Golden Globes give four awards to Paul Thomas Anderson’s One Battle After Another
At the Golden Globes ceremony Paul Thomas Anderson’s One Battle After Another won four awards, including best musical or comedy and best director for Anderson. Leonardo DiCaprio stars in the film as a clueless, dishevelled ex-revolutionary, and Teyana Taylor won best supporting actress.
The piece said the film "inhales and intuits both the current febrile mood of reactionary hysteria and the tension and depression of those opposing it." Sean Penn was not up for any Globes for his role as Col Lockjaw, a character the writer said he saw echoes of in Pete Hegseth and Marco Rubio.
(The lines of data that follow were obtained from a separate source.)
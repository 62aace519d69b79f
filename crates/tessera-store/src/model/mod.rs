//! Persisted record types.
//!
//! Field names are serialized in `camelCase` and match the on-disk JSON
//! layout one to one; these types are the collaborator contract between
//! the store and the API layer.

mod account;
mod token;

pub use account::AccountRecord;
pub use token::TokenRecord;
Chloé Zhao’s Hamnet won best drama and Jessie Buckley won best actress for her portrayal of William Shakespeare’s wife, a performance the article described as the film’s heart and soul and as speculatively linking the couple’s bereavement to the creation of Hamlet. Josh Safdie’s Marty Supreme brought Timothée Chalamet his first Globe for actor in a musical or comedy "after years of losing out," and Rose Byrne won best actress in a comedy or musical for If I Had Legs I’d Kick You.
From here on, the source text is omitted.